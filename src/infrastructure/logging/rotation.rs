//! Historical log cleanup.

use anyhow::{Context, Result};
use std::path::Path;
use tracing::debug;

/// Delete the oldest `stem`-prefixed log files beyond `keep`.
///
/// Returns the number of files deleted.
pub async fn prune_old_logs(dir: &Path, stem: &str, keep: usize) -> Result<usize> {
    if !dir.exists() {
        return Ok(0);
    }

    let prefix = format!("{stem}.");
    let mut candidates = Vec::new();

    let mut entries = tokio::fs::read_dir(dir)
        .await
        .context("failed to read log directory")?;
    while let Some(entry) = entries.next_entry().await? {
        let name = entry.file_name().to_string_lossy().into_owned();
        if name.starts_with(&prefix) && name.contains(".log") {
            candidates.push(entry.path());
        }
    }

    if candidates.len() <= keep {
        return Ok(0);
    }

    // Daily file names sort chronologically.
    candidates.sort();
    let excess = candidates.len() - keep;
    let mut deleted = 0;
    for path in candidates.into_iter().take(excess) {
        debug!(path = %path.display(), "pruning old log file");
        tokio::fs::remove_file(&path)
            .await
            .with_context(|| format!("failed to delete {}", path.display()))?;
        deleted += 1;
    }

    Ok(deleted)
}
//! CLIFp entry point.

use clap::error::ErrorKind;
use clap::Parser;
use std::sync::Arc;
use tokio::sync::mpsc;

use clifp::cli::commands;
use clifp::cli::frontend::ConsoleFrontend;
use clifp::cli::Cli;
use clifp::domain::directive::{AsyncDirective, Verbosity};
use clifp::domain::error::{ClifpError, CommandError};
use clifp::infrastructure::config::ConfigLoader;
use clifp::infrastructure::logging::{init_logging, prune_old_logs};
use clifp::services::director::Director;
use clifp::services::driver::{ControlRequest, Driver};

#[tokio::main]
async fn main() {
    std::process::exit(run().await);
}

async fn run() -> i32 {
    let raw_args: Vec<String> = std::env::args().skip(1).collect();

    let cli = match Cli::try_parse() {
        Ok(cli) => cli,
        Err(e) => return invocation_error_code(&e),
    };

    let exe_dir = std::env::current_exe()
        .ok()
        .and_then(|p| p.parent().map(std::path::Path::to_path_buf))
        .unwrap_or_else(|| std::path::PathBuf::from("."));

    let config = match ConfigLoader::load(&exe_dir) {
        Ok(config) => config,
        Err(e) => {
            eprintln!("{e:#}");
            return invocation_code(&CommandError::InvalidArguments(e.to_string()).into());
        }
    };

    let log_guard = init_logging(&exe_dir, "clifp").ok();
    let _ = prune_old_logs(&exe_dir, "clifp", config.log.retention).await;

    let verbosity = if cli.silent {
        Verbosity::Silent
    } else if cli.quiet {
        Verbosity::Quiet
    } else {
        Verbosity::Full
    };
    let (director, directive_rx) = Director::new(verbosity);

    // Help, version, and a missing command never start the pipeline.
    if cli.help || cli.version || cli.command.is_none() {
        let code = if cli.version {
            director.post_async(
                "core",
                AsyncDirective::Message {
                    text: commands::version_message(),
                    selectable: false,
                },
            );
            0
        } else if cli.help {
            director.post_async(
                "core",
                AsyncDirective::Message {
                    text: commands::global_help(),
                    selectable: false,
                },
            );
            0
        } else {
            let err: ClifpError =
                CommandError::InvalidArguments("no command was provided".into()).into();
            director.post_async("core", AsyncDirective::Error(err.details()));
            invocation_code(&err)
        };

        drop(director);
        ConsoleFrontend::new().run(directive_rx).await;
        return code;
    }

    let command = commands::acquire(cli.command.expect("checked above"));

    let (control_tx, control_rx) = mpsc::unbounded_channel();
    spawn_interrupt_listener(control_tx);

    let driver = Driver::new(Arc::clone(&director), config, control_rx);
    driver.core().initialize(cli.quiet, cli.silent, &raw_args);
    drop(director);

    let worker = tokio::spawn(driver.drive(command));
    ConsoleFrontend::new().run(directive_rx).await;

    let code = worker.await.unwrap_or(1);
    drop(log_guard);
    code
}

/// Forward Ctrl-C to the worker as a quit request.
fn spawn_interrupt_listener(control_tx: mpsc::UnboundedSender<ControlRequest>) {
    tokio::spawn(async move {
        loop {
            if tokio::signal::ctrl_c().await.is_err() {
                return;
            }
            if control_tx.send(ControlRequest::Quit).is_err() {
                return;
            }
        }
    });
}

fn invocation_error_code(e: &clap::Error) -> i32 {
    // Help/version never reach here (auto flags are disabled), so any parse
    // failure is a real invocation error.
    let err: ClifpError = match e.kind() {
        ErrorKind::InvalidSubcommand | ErrorKind::UnknownArgument => {
            CommandError::InvalidCommand(e.to_string()).into()
        }
        _ => CommandError::InvalidArguments(e.to_string()).into(),
    };
    eprintln!("{e}");
    invocation_code(&err)
}

fn invocation_code(err: &ClifpError) -> i32 {
    i32::try_from(err.code()).unwrap_or(i32::MAX)
}
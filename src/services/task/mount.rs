//! Data pack mounting task.
//!
//! Tries mount variants in a fixed order chosen from the install's recognized
//! daemon and stops on the first success. All attempt failures collapse into a
//! single aggregate error.

use async_trait::async_trait;
use std::time::Duration;
use uuid::Uuid;

use crate::domain::directive::AsyncDirective;
use crate::domain::error::{ClifpError, CoreError};
use crate::domain::settings::KnownDaemon;
use crate::domain::task::Stage;
use crate::services::director::Directorate;
use crate::services::mounter::{Mounter, ProxyMounter, QmpMounter, RouterMounter};
use crate::services::task::{StopToken, Task};

pub struct TMount {
    dirate: Directorate,
    stage: Stage,
    stop: StopToken,
    title_id: Uuid,
    /// Absolute pack path handed to the mount backend.
    path: String,
    daemon: Option<KnownDaemon>,
    proxy_port: u16,
    router_port: u16,
    qmp_port: u16,
    transfer_timeout: Duration,
    qmp_timeout: Duration,
}

impl TMount {
    pub const NAME: &'static str = "TMount";

    #[allow(clippy::too_many_arguments)]
    pub fn new(
        dirate: Directorate,
        stage: Stage,
        title_id: Uuid,
        path: impl Into<String>,
        daemon: Option<KnownDaemon>,
        proxy_port: u16,
        router_port: u16,
        qmp_port: u16,
        transfer_timeout: Duration,
        qmp_timeout: Duration,
    ) -> Self {
        Self {
            dirate,
            stage,
            stop: StopToken::new(),
            title_id,
            path: path.into(),
            daemon,
            proxy_port,
            router_port,
            qmp_port,
            transfer_timeout,
            qmp_timeout,
        }
    }

    fn build_mounters(&self) -> Vec<Box<dyn Mounter>> {
        let proxy = || -> Box<dyn Mounter> {
            Box::new(ProxyMounter::new(
                self.dirate.clone(),
                self.proxy_port,
                self.path.clone(),
                self.transfer_timeout,
            ))
        };
        let qmp = || -> Box<dyn Mounter> {
            let tag = self.title_id.simple().to_string();
            let short = &tag[..8];
            Box::new(QmpMounter::new(
                self.dirate.clone(),
                self.qmp_port,
                self.path.clone(),
                format!("clifp_drive_{short}"),
                format!("clifp_serial_{short}"),
                self.qmp_timeout,
            ))
        };
        let router = || -> Box<dyn Mounter> {
            Box::new(RouterMounter::new(
                self.dirate.clone(),
                self.router_port,
                self.path.clone(),
                self.transfer_timeout,
            ))
        };

        match self.daemon {
            Some(KnownDaemon::Docker | KnownDaemon::FpProxy) => vec![proxy()],
            Some(KnownDaemon::Qemu) => vec![proxy(), qmp()],
            Some(KnownDaemon::FpGameServer) => vec![router()],
            None => vec![proxy(), qmp(), router()],
        }
    }
}

#[async_trait]
impl Task for TMount {
    fn name(&self) -> &'static str {
        Self::NAME
    }

    fn stage(&self) -> Stage {
        self.stage
    }

    fn members(&self) -> Vec<String> {
        vec![
            format!(".title_id = {}", self.title_id),
            format!(".path = \"{}\"", self.path),
            format!(".daemon = {:?}", self.daemon.map(|d| d.as_str())),
        ]
    }

    fn stop_token(&self) -> Option<StopToken> {
        Some(self.stop.clone())
    }

    async fn perform(&mut self) -> Result<(), ClifpError> {
        self.dirate
            .log_event(&format!("Mounting Data Pack {}", self.path));
        self.dirate.post_async(AsyncDirective::ProcedureStart {
            label: "Mounting data pack".into(),
        });

        let mut failures: Vec<String> = Vec::new();
        let mut result: Result<(), ClifpError> =
            Err(CoreError::CannotObtainDatapack("no mount variant applies".into()).into());

        for mut mounter in self.build_mounters() {
            let attempt = tokio::select! {
                attempt = mounter.mount() => attempt,
                () = self.stop.triggered() => {
                    self.dirate.log_event("Stopping current mount(s)...");
                    mounter.abort();
                    Err(ClifpError::Cancelled)
                }
            };

            match attempt {
                Ok(()) => {
                    result = Ok(());
                    break;
                }
                Err(ClifpError::Cancelled) => {
                    result = Err(ClifpError::Cancelled);
                    break;
                }
                Err(e) => {
                    failures.push(format!("{}: {e}", mounter.name()));
                    result = Err(CoreError::CannotObtainDatapack(failures.join("; ")).into());
                }
            }
        }

        self.dirate.post_async(AsyncDirective::ProcedureStop);
        result
    }
}

#[cfg(test)]
mod tests {
    use super::*;
    use crate::domain::directive::Verbosity;
    use crate::services::director::Director;

    fn mount_task(daemon: Option<KnownDaemon>, proxy_port: u16) -> TMount {
        let (director, _rx) = Director::new(Verbosity::Silent);
        TMount::new(
            Directorate::new(TMount::NAME, director),
            Stage::Primary,
            Uuid::parse_str("11111111-2222-3333-4444-555555555555").unwrap(),
            "/fp/Data/Games/pack.zip",
            daemon,
            proxy_port,
            1,
            1,
            Duration::from_secs(2),
            Duration::from_millis(300),
        )
    }

    #[tokio::test]
    async fn test_proxy_success_for_docker_daemon() {
        let mut server = mockito::Server::new_async().await;
        server
            .mock("POST", "/fpProxy/api/mountzip")
            .with_status(200)
            .with_body("ok")
            .create_async()
            .await;

        let port = server.socket_address().port();
        mount_task(Some(KnownDaemon::Docker), port)
            .perform()
            .await
            .unwrap();
    }

    #[tokio::test]
    async fn test_all_variants_failing_aggregates() {
        // No servers anywhere; every variant must fail and be collected.
        let mut task = mount_task(None, 1);
        let err = task.perform().await.unwrap_err();
        match err {
            ClifpError::Core(CoreError::CannotObtainDatapack(detail)) => {
                assert!(detail.contains(ProxyMounter::NAME));
                assert!(detail.contains(QmpMounter::NAME));
                assert!(detail.contains(RouterMounter::NAME));
            }
            other => panic!("unexpected error {other:?}"),
        }
    }

    #[tokio::test]
    async fn test_qemu_daemon_falls_back_from_proxy_to_qmp() {
        // Proxy fails fast (no listener); QMP also absent, so the aggregate
        // names both attempts in order.
        let mut task = mount_task(Some(KnownDaemon::Qemu), 1);
        let err = task.perform().await.unwrap_err();
        match err {
            ClifpError::Core(CoreError::CannotObtainDatapack(detail)) => {
                let proxy_pos = detail.find(ProxyMounter::NAME).unwrap();
                let qmp_pos = detail.find(QmpMounter::NAME).unwrap();
                assert!(proxy_pos < qmp_pos);
                assert!(!detail.contains(RouterMounter::NAME));
            }
            other => panic!("unexpected error {other:?}"),
        }
    }
}
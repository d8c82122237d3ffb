//! Supervisor for background services that outlive the tasks starting them.
//!
//! A deferred process is owned here exclusively until the Shutdown stage.
//! Unexpected termination while the manager is not closing is reported as a
//! critical error; the shutdown sweep suppresses those reports.

use std::sync::atomic::{AtomicBool, Ordering};
use std::sync::{Arc, Mutex};
use std::time::Duration;
use tokio::io::{AsyncBufReadExt, BufReader};
use tokio::process::Child;
use tokio::sync::Notify;
use tokio::task::JoinHandle;
use tokio::time::timeout;

use crate::domain::directive::AsyncDirective;
use crate::domain::error::{ErrorDetails, Severity};
use crate::services::director::Directorate;
use crate::services::process::blocking::request_graceful_exit;

/// Domain code reported when a managed service dies prematurely.
const PREMATURE_END_CODE: u32 = 123101;

const GRACEFUL_EXIT_TIMEOUT: Duration = Duration::from_secs(2);

struct Managed {
    close: Arc<Notify>,
    monitor: JoinHandle<()>,
}

/// Set of running background children plus their monitor tasks.
pub struct DeferredProcessManager {
    dirate: Directorate,
    closing: Arc<AtomicBool>,
    managed: Mutex<Vec<Managed>>,
}

impl DeferredProcessManager {
    pub fn new(dirate: Directorate) -> Self {
        Self {
            dirate,
            closing: Arc::new(AtomicBool::new(false)),
            managed: Mutex::new(Vec::new()),
        }
    }

    pub fn managed_count(&self) -> usize {
        self.managed.lock().expect("deferred lock poisoned").len()
    }

    /// Take ownership of a spawned service child.
    pub fn manage(&self, identifier: &str, mut child: Child) {
        let identifier = identifier.to_string();
        let pid = child.id().map_or_else(|| "?".to_string(), |p| p.to_string());
        let dirate = self.dirate.clone();
        let closing = Arc::clone(&self.closing);
        let close = Arc::new(Notify::new());
        let close_signal = Arc::clone(&close);

        if let Some(stdout) = child.stdout.take() {
            spawn_line_logger(stdout, dirate.clone(), identifier.clone(), pid.clone(), "stdout");
        }
        if let Some(stderr) = child.stderr.take() {
            spawn_line_logger(stderr, dirate.clone(), identifier.clone(), pid.clone(), "stderr");
        }

        let monitor = tokio::spawn(async move {
            tokio::select! {
                status = child.wait() => {
                    let status = status
                        .map(|s| s.to_string())
                        .unwrap_or_else(|e| format!("wait failed: {e}"));
                    if closing.load(Ordering::SeqCst) {
                        dirate.log_event(&format!(
                            "Deferred process '{identifier}' ( {pid} ) finished. Status: '{status}'"
                        ));
                    } else {
                        dirate.post_async(AsyncDirective::Error(
                            ErrorDetails::new(
                                PREMATURE_END_CODE,
                                Severity::Critical,
                                format!(
                                    "Deferred process '{identifier}' ( {pid} ) unexpectedly finished."
                                ),
                            )
                            .with_secondary(format!("Status: '{status}'")),
                        ));
                    }
                }
                () = close_signal.notified() => {
                    request_graceful_exit(&child);
                    if timeout(GRACEFUL_EXIT_TIMEOUT, child.wait()).await.is_err() {
                        let _ = child.kill().await;
                    }
                    dirate.log_event(&format!(
                        "Deferred process '{identifier}' ( {pid} ) finished. Status: 'closed'"
                    ));
                }
            }
        });

        self.managed
            .lock()
            .expect("deferred lock poisoned")
            .push(Managed { close, monitor });
    }

    /// End every managed child, suppressing unexpected-termination reports.
    pub async fn close_all(&self) {
        self.closing.store(true, Ordering::SeqCst);

        let managed: Vec<Managed> = self
            .managed
            .lock()
            .expect("deferred lock poisoned")
            .drain(..)
            .collect();

        for entry in &managed {
            entry.close.notify_one();
        }
        for entry in managed {
            let _ = entry.monitor.await;
        }

        self.closing.store(false, Ordering::SeqCst);
    }
}

fn spawn_line_logger<R>(
    reader: R,
    dirate: Directorate,
    identifier: String,
    pid: String,
    stream: &'static str,
) where
    R: tokio::io::AsyncRead + Unpin + Send + 'static,
{
    tokio::spawn(async move {
        let mut lines = BufReader::new(reader).lines();
        while let Ok(Some(line)) = lines.next_line().await {
            dirate.log_event(&format!("'{identifier}' ( {pid} ) <{stream}> {line}"));
        }
    });
}

#[cfg(test)]
mod tests {
    use super::*;
    use crate::domain::directive::Verbosity;
    use crate::services::director::{Directive, Director};
    use std::process::Stdio;

    fn spawn_sh(script: &str) -> Child {
        tokio::process::Command::new("sh")
            .args(["-c", script])
            .stdout(Stdio::piped())
            .stderr(Stdio::piped())
            .spawn()
            .unwrap()
    }

    #[tokio::test]
    async fn test_premature_exit_reports_critical_error() {
        let (director, mut rx) = Director::new(Verbosity::Full);
        let manager = DeferredProcessManager::new(Directorate::new("deferred", director));

        manager.manage("flaky-service", spawn_sh("exit 3"));

        // The monitor should post exactly one critical error directive.
        let directive = tokio::time::timeout(Duration::from_secs(5), rx.recv())
            .await
            .expect("timed out")
            .expect("channel closed");
        match directive {
            Directive::Async {
                payload: AsyncDirective::Error(details),
                ..
            } => {
                assert_eq!(details.code, PREMATURE_END_CODE);
                assert_eq!(details.severity, Severity::Critical);
                assert!(details.primary.contains("flaky-service"));
            }
            other => panic!("unexpected directive {other:?}"),
        }
    }

    #[tokio::test]
    async fn test_close_all_suppresses_reports() {
        let (director, mut rx) = Director::new(Verbosity::Full);
        let manager = DeferredProcessManager::new(Directorate::new("deferred", director));

        manager.manage("service", spawn_sh("sleep 30"));
        assert_eq!(manager.managed_count(), 1);

        manager.close_all().await;
        assert_eq!(manager.managed_count(), 0);

        // No error directive: only the close log line went through tracing.
        assert!(rx.try_recv().is_err());
    }
}
/// Umbrella error for task and command results.
///
/// `Cancelled` is not a failure: it signals a user-initiated stop and never
/// sets the run's error status.
#[derive(Error, Debug, Clone, PartialEq, Eq)]
pub enum ClifpError {
    #[error(transparent)]
    Core(#[from] CoreError),
    #[error(transparent)]
    Database(#[from] DatabaseError),
    #[error(transparent)]
    Director(#[from] DirectorError),
    #[error(transparent)]
    Driver(#[from] DriverError),
    #[error(transparent)]
    Command(#[from] CommandError),
    #[error(transparent)]
    TitleCommand(#[from] TitleCommandError),
    #[error(transparent)]
    Play(#[from] PlayError),
    #[error(transparent)]
    Link(#[from] LinkError),
    #[error(transparent)]
    Share(#[from] ShareError),
    #[error(transparent)]
    Update(#[from] UpdateError),
    #[error(transparent)]
    Archive(#[from] ArchiveError),
    #[error(transparent)]
    ProxyMounter(#[from] ProxyMounterError),
    #[error(transparent)]
    QmpMounter(#[from] QmpMounterError),
    #[error(transparent)]
    RouterMounter(#[from] RouterMounterError),
    #[error(transparent)]
    Bider(#[from] BiderError),
    #[error(transparent)]
    Download(#[from] DownloadError),
    #[error(transparent)]
    Extract(#[from] ExtractError),
    #[error(transparent)]
    Exec(#[from] ExecError),
    #[error(transparent)]
    Extra(#[from] ExtraError),
    #[error(transparent)]
    Bide(#[from] BideError),
    #[error(transparent)]
    AwaitDocker(#[from] AwaitDockerError),

    /// User-initiated cancellation. Exits 0.
    #[error("Operation canceled.")]
    Cancelled,
}

impl ClifpError {
    pub fn code(&self) -> u32 {
        match self {
            Self::Core(e) => e.code(),
            Self::Database(e) => e.code(),
            Self::Director(e) => e.code(),
            Self::Driver(e) => e.code(),
            Self::Command(e) => e.code(),
            Self::TitleCommand(e) => e.code(),
            Self::Play(e) => e.code(),
            Self::Link(e) => e.code(),
            Self::Share(e) => e.code(),
            Self::Update(e) => e.code(),
            Self::Archive(e) => e.code(),
            Self::ProxyMounter(e) => e.code(),
            Self::QmpMounter(e) => e.code(),
            Self::RouterMounter(e) => e.code(),
            Self::Bider(e) => e.code(),
            Self::Download(e) => e.code(),
            Self::Extract(e) => e.code(),
            Self::Exec(e) => e.code(),
            Self::Extra(e) => e.code(),
            Self::Bide(e) => e.code(),
            Self::AwaitDocker(e) => e.code(),
            Self::Cancelled => 0,
        }
    }

    pub fn severity(&self) -> Severity {
        match self {
            Self::Core(e) => e.severity(),
            Self::Database(e) => e.severity(),
            Self::Director(e) => e.severity(),
            Self::Driver(e) => e.severity(),
            Self::Command(e) => e.severity(),
            Self::TitleCommand(e) => e.severity(),
            Self::Play(e) => e.severity(),
            Self::Link(e) => e.severity(),
            Self::Share(e) => e.severity(),
            Self::Update(e) => e.severity(),
            Self::Archive(e) => e.severity(),
            Self::ProxyMounter(e) => e.severity(),
            Self::QmpMounter(e) => e.severity(),
            Self::RouterMounter(e) => e.severity(),
            Self::Bider(e) => e.severity(),
            Self::Download(e) => e.severity(),
            Self::Extract(e) => e.severity(),
            Self::Exec(e) => e.severity(),
            Self::Extra(e) => e.severity(),
            Self::Bide(e) => e.severity(),
            Self::AwaitDocker(e) => e.severity(),
            Self::Cancelled => Severity::Warning,
        }
    }

    pub fn is_cancellation(&self) -> bool {
        matches!(self, Self::Cancelled)
    }

    /// Flatten into the directive-friendly value form.
    pub fn details(&self) -> ErrorDetails {
        ErrorDetails::new(self.code(), self.severity(), self.to_string())
    }
}

#[cfg(test)]
mod tests {
    use super::*;

    #[test]
    fn test_core_error_display() {
        let err = CoreError::TitleNotFound;
        assert_eq!(
            err.to_string(),
            "Could not find the title in the Flashpoint database."
        );
    }

    #[test]
    fn test_core_error_codes_in_block() {
        assert_eq!(CoreError::CompanionModeLauncherClose.code(), 120001);
        assert_eq!(CoreError::CannotObtainDatapack("x".into()).code(), 120008);
    }

    #[test]
    fn test_unknown_datapack_param_is_warning() {
        assert_eq!(
            CoreError::UnknownDatapackParam("-weird".into()).severity(),
            Severity::Warning
        );
        assert_eq!(CoreError::TitleNotFound.severity(), Severity::Critical);
    }

    #[test]
    fn test_checksum_mismatch_is_warning() {
        assert_eq!(DownloadError::ChecksumMismatch.severity(), Severity::Warning);
        assert_eq!(
            DownloadError::Incomplete("timeout".into()).severity(),
            Severity::Critical
        );
    }

    #[test]
    fn test_title_command_random_filter_code() {
        let err = TitleCommandError::InvalidRandomFilter("nonsense".into());
        assert_eq!(err.code(), 121102);
        assert_eq!(err.severity(), Severity::Critical);
    }

    #[test]
    fn test_umbrella_delegates_code_and_severity() {
        let err: ClifpError = DownloadError::ChecksumMismatch.into();
        assert_eq!(err.code(), 125001);
        assert_eq!(err.severity(), Severity::Warning);
    }

    #[test]
    fn test_cancelled_is_not_a_failure() {
        let err = ClifpError::Cancelled;
        assert_eq!(err.code(), 0);
        assert!(err.is_cancellation());
        assert_eq!(err.severity(), Severity::Warning);
    }

    #[test]
    fn test_error_details_builder() {
        let details = ErrorDetails::new(120004, Severity::Critical, "Not found")
            .with_secondary("title 'x'")
            .with_details("query log");
        assert_eq!(details.code, 120004);
        assert_eq!(details.secondary.as_deref(), Some("title 'x'"));
        assert_eq!(details.details.as_deref(), Some("query log"));
        assert_eq!(details.to_string(), "[120004] Not found title 'x'");
    }

    #[test]
    fn test_severity_ordering() {
        assert!(Severity::Warning < Severity::Error);
        assert!(Severity::Error < Severity::Critical);
    }

    #[test]
    fn test_error_details_clone_eq() {
        let a = ErrorDetails::new(120201, Severity::Critical, "Only one instance");
        let b = a.clone();
        assert_eq!(a, b);
    }
}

*Try it*
The listing above holds a line with "R: tokio::io::AsyncRead +" and a line with "assert_eq!(details.severity, Severity::Critical);". Print the stretch from the first through the second, exactly and alone.

*Written solution*
    R: tokio::io::AsyncRead + Unpin + Send + 'static,
{
    tokio::spawn(async move {
        let mut lines = BufReader::new(reader).lines();
        while let Ok(Some(line)) = lines.next_line().await {
            dirate.log_event(&format!("'{identifier}' ( {pid} ) <{stream}> {line}"));
        }
    });
}

#[cfg(test)]
mod tests {
    use super::*;
    use crate::domain::directive::Verbosity;
    use crate::services::director::{Directive, Director};
    use std::process::Stdio;

    fn spawn_sh(script: &str) -> Child {
        tokio::process::Command::new("sh")
            .args(["-c", script])
            .stdout(Stdio::piped())
            .stderr(Stdio::piped())
            .spawn()
            .unwrap()
    }

    #[tokio::test]
    async fn test_premature_exit_reports_critical_error() {
        let (director, mut rx) = Director::new(Verbosity::Full);
        let manager = DeferredProcessManager::new(Directorate::new("deferred", director));

        manager.manage("flaky-service", spawn_sh("exit 3"));

        // The monitor should post exactly one critical error directive.
        let directive = tokio::time::timeout(Duration::from_secs(5), rx.recv())
            .await
            .expect("timed out")
            .expect("channel closed");
        match directive {
            Directive::Async {
                payload: AsyncDirective::Error(details),
                ..
            } => {
                assert_eq!(details.code, PREMATURE_END_CODE);
                assert_eq!(details.severity, Severity::Critical);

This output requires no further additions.